20″ x 24″ Oil on linen, framed by the artist
Denmark Vessey was inspired by the recent protests over the wrongful deaths of George Floyd and other people of color, including the Emanuel Nine in 2015. Denmark Vessey (c.1767 — July 2, 1822) was a literate, skilled carpenter and leader of African Americans in Charleston, South Carolina. In June 1822 he was accused and convicted of being the leader of “the rising,” a potentially major slave revolt which was scheduled to take place in the city on July 14. He was executed on July 2. In 1818. He was one of the founders of an independent African Methodist Episcopal (AME) Church in the city, which became known as the Emanuel African Methodist Episcopal Church after the Civil War. This was also the site of the massacre of nine African Americans, perpetrated by white nationalist Dylann Roof.
During the making of the film Emanuel, I gathered photos of “the possy”, of which I was acting as a member, who are depicted here during the arrest. In my painting, Vessey appears as an indomitable spirit, standing with dignity, bible in hand, as if above the hatred of the racists, who’s anger and fear, represented by their torches, is going up in smoke and dissipating into thin air.The painting is a reminder of America’s longstanding scourge of racism and the ongoing fight for equality and restitution of the country’s original sin of slavery. It is also intended to reaffirm that the forces of hate will never win and that faith, hope and love will ultimately win out.

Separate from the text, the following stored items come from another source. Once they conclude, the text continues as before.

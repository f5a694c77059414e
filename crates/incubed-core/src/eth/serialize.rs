//! Canonical RLP encodings rebuilt from JSON-RPC results, so the result can
//! be hashed and compared with what the proof commits to.

use crate::bytes;
use crate::error::{VerifyError, VerifyResult};
use crate::json;
use crate::rlp;
use serde_json::Value;

/// Appends JSON fields to an RLP list payload.
struct Fields<'a> {
    obj: &'a Value,
    payload: Vec<u8>,
}

impl<'a> Fields<'a> {
    fn new(obj: &'a Value) -> Self {
        Self {
            obj,
            payload: Vec::with_capacity(512),
        }
    }

    /// First present key of `keys`.
    fn lookup(&self, keys: &[&str]) -> VerifyResult<&'a str> {
        keys.iter()
            .find_map(|k| json::opt_str(self.obj, k))
            .ok_or_else(|| VerifyError::invalid(format!("missing {} in result", keys[0])))
    }

    fn bytes(&mut self, keys: &[&str]) -> VerifyResult<&mut Self> {
        let data = bytes::parse_hex(self.lookup(keys)?)?;
        rlp::encode_item(&mut self.payload, &data);
        Ok(self)
    }

    fn uint(&mut self, keys: &[&str]) -> VerifyResult<&mut Self> {
        let data = bytes::parse_hex(self.lookup(keys)?)?;
        rlp::encode_item(&mut self.payload, bytes::strip_leading_zeros(&data));
        Ok(self)
    }

    /// `to` of a contract creation is `null` and encodes as empty bytes.
    fn address_or_empty(&mut self, key: &str) -> VerifyResult<&mut Self> {
        let data = json::opt_bytes(self.obj, key)?.unwrap_or_default();
        rlp::encode_item(&mut self.payload, &data);
        Ok(self)
    }

    fn opt_uint(&mut self, key: &str) -> VerifyResult<&mut Self> {
        if json::opt_str(self.obj, key).is_some() {
            self.uint(&[key])?;
        }
        Ok(self)
    }

    fn opt_bytes(&mut self, key: &str) -> VerifyResult<&mut Self> {
        if json::opt_str(self.obj, key).is_some() {
            self.bytes(&[key])?;
        }
        Ok(self)
    }

    fn raw(&mut self, encoded: &[u8]) -> &mut Self {
        self.payload.extend_from_slice(encoded);
        self
    }

    fn finish(&self) -> Vec<u8> {
        let mut out = Vec::with_capacity(self.payload.len() + 9);
        rlp::encode_list(&mut out, &self.payload);
        out
    }
}

/// RLP header of a block result. Aura chains deliver their seal as
/// `sealFields` (already RLP encoded), PoW chains as `mixHash` + `nonce`.
pub fn header_from_json(block: &Value) -> VerifyResult<Vec<u8>> {
    let mut f = Fields::new(block);
    f.bytes(&["parentHash"])?
        .bytes(&["sha3Uncles"])?
        .bytes(&["miner", "coinbase"])?
        .bytes(&["stateRoot"])?
        .bytes(&["transactionsRoot"])?
        .bytes(&["receiptsRoot", "receiptRoot"])?
        .bytes(&["logsBloom"])?
        .uint(&["difficulty"])?
        .uint(&["number"])?
        .uint(&["gasLimit"])?
        .uint(&["gasUsed"])?
        .uint(&["timestamp"])?
        .bytes(&["extraData"])?;

    match block.get("sealFields").and_then(|s| s.as_array()) {
        Some(seal) => {
            for field in seal {
                let raw = field
                    .as_str()
                    .ok_or_else(|| VerifyError::invalid("sealFields must be hex strings"))?;
                f.raw(&bytes::parse_hex(raw)?);
            }
        }
        None => {
            f.bytes(&["mixHash"])?.bytes(&["nonce"])?;
        }
    }

    f.opt_uint("baseFeePerGas")?
        .opt_bytes("withdrawalsRoot")?
        .opt_uint("blobGasUsed")?
        .opt_uint("excessBlobGas")?
        .opt_bytes("parentBeaconBlockRoot")?;
    Ok(f.finish())
}

fn type_of(obj: &Value) -> VerifyResult<u64> {
    match obj.get("type") {
        None | Some(Value::Null) => Ok(0),
        Some(v) => json::as_u64(v).ok_or_else(|| VerifyError::invalid("invalid type")),
    }
}

fn with_type_prefix(tx_type: u64, body: Vec<u8>) -> Vec<u8> {
    if tx_type == 0 {
        return body;
    }
    let mut out = Vec::with_capacity(body.len() + 1);
    out.push(tx_type as u8);
    out.extend_from_slice(&body);
    out
}

fn encode_logs(logs: &[Value]) -> VerifyResult<Vec<u8>> {
    let mut payload = Vec::new();
    for log in logs {
        let mut topics = Vec::new();
        for topic in log.get("topics").and_then(|t| t.as_array()).into_iter().flatten() {
            let topic = topic
                .as_str()
                .ok_or_else(|| VerifyError::invalid("log topics must be hex strings"))?;
            rlp::encode_item(&mut topics, &bytes::hex_to_bytes32(topic)?);
        }
        let mut f = Fields::new(log);
        f.bytes(&["address"])?;
        let mut encoded_topics = Vec::new();
        rlp::encode_list(&mut encoded_topics, &topics);
        f.raw(&encoded_topics).bytes(&["data"])?;
        payload.extend_from_slice(&f.finish());
    }
    let mut out = Vec::with_capacity(payload.len() + 9);
    rlp::encode_list(&mut out, &payload);
    Ok(out)
}

/// Receipt trie value of an `eth_getTransactionReceipt` result.
pub fn receipt_from_json(receipt: &Value) -> VerifyResult<Vec<u8>> {
    let tx_type = type_of(receipt)?;
    let mut f = Fields::new(receipt);
    if json::opt_str(receipt, "status").is_some() {
        f.uint(&["status"])?;
    } else {
        f.bytes(&["root"])?;
    }
    f.uint(&["cumulativeGasUsed"])?.bytes(&["logsBloom"])?;

    let logs = receipt
        .get("logs")
        .and_then(|l| l.as_array())
        .map(Vec::as_slice)
        .unwrap_or_default();
    f.raw(&encode_logs(logs)?);
    Ok(with_type_prefix(tx_type, f.finish()))
}

fn encode_access_list(tx: &Value) -> VerifyResult<Vec<u8>> {
    let mut payload = Vec::new();
    for entry in tx.get("accessList").and_then(|a| a.as_array()).into_iter().flatten() {
        let mut keys = Vec::new();
        for key in entry.get("storageKeys").and_then(|k| k.as_array()).into_iter().flatten() {
            let key = key
                .as_str()
                .ok_or_else(|| VerifyError::invalid("storage keys must be hex strings"))?;
            rlp::encode_item(&mut keys, &bytes::hex_to_bytes32(key)?);
        }
        let mut encoded_keys = Vec::new();
        rlp::encode_list(&mut encoded_keys, &keys);
        let mut f = Fields::new(entry);
        f.bytes(&["address"])?.raw(&encoded_keys);
        payload.extend_from_slice(&f.finish());
    }
    let mut out = Vec::with_capacity(payload.len() + 9);
    rlp::encode_list(&mut out, &payload);
    Ok(out)
}

/// Signed transaction encoding (the transactions trie value) of a
/// transaction object. Legacy, access list, dynamic fee and blob
/// transactions are supported.
pub fn tx_from_json(tx: &Value) -> VerifyResult<Vec<u8>> {
    let tx_type = type_of(tx)?;
    let mut f = Fields::new(tx);
    match tx_type {
        0 => {
            f.uint(&["nonce"])?
                .uint(&["gasPrice"])?
                .uint(&["gas", "gasLimit"])?
                .address_or_empty("to")?
                .uint(&["value"])?
                .bytes(&["input", "data"])?;
        }
        1 => {
            f.uint(&["chainId"])?
                .uint(&["nonce"])?
                .uint(&["gasPrice"])?
                .uint(&["gas", "gasLimit"])?
                .address_or_empty("to")?
                .uint(&["value"])?
                .bytes(&["input", "data"])?
                .raw(&encode_access_list(tx)?);
        }
        2 | 3 => {
            f.uint(&["chainId"])?
                .uint(&["nonce"])?
                .uint(&["maxPriorityFeePerGas"])?
                .uint(&["maxFeePerGas"])?
                .uint(&["gas", "gasLimit"])?
                .address_or_empty("to")?
                .uint(&["value"])?
                .bytes(&["input", "data"])?
                .raw(&encode_access_list(tx)?);
            if tx_type == 3 {
                f.uint(&["maxFeePerBlobGas"])?;
                let mut hashes = Vec::new();
                for hash in tx
                    .get("blobVersionedHashes")
                    .and_then(|h| h.as_array())
                    .into_iter()
                    .flatten()
                {
                    let hash = hash
                        .as_str()
                        .ok_or_else(|| VerifyError::invalid("blob hashes must be hex strings"))?;
                    rlp::encode_item(&mut hashes, &bytes::hex_to_bytes32(hash)?);
                }
                let mut encoded = Vec::new();
                rlp::encode_list(&mut encoded, &hashes);
                f.raw(&encoded);
            }
        }
        other => {
            return Err(VerifyError::unsupported(format!(
                "transaction type {} is not supported",
                other
            )))
        }
    }
    if tx_type == 0 {
        f.uint(&["v"])?;
    } else {
        f.uint(&["yParity", "v"])?;
    }
    f.uint(&["r"])?.uint(&["s"])?;
    Ok(with_type_prefix(tx_type, f.finish()))
}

I had been planning this painting for the two years or so since the film. It commemorates the fifth anniversary of the massacre.
The painting is a continuation of The Quench Project and the Mire of Desire, exploring how our desires tend to control us, whether they are healthy in nature or more malevolent. It is also part of my Iconic Charleston series and the Dylann Roof courtroom sketches.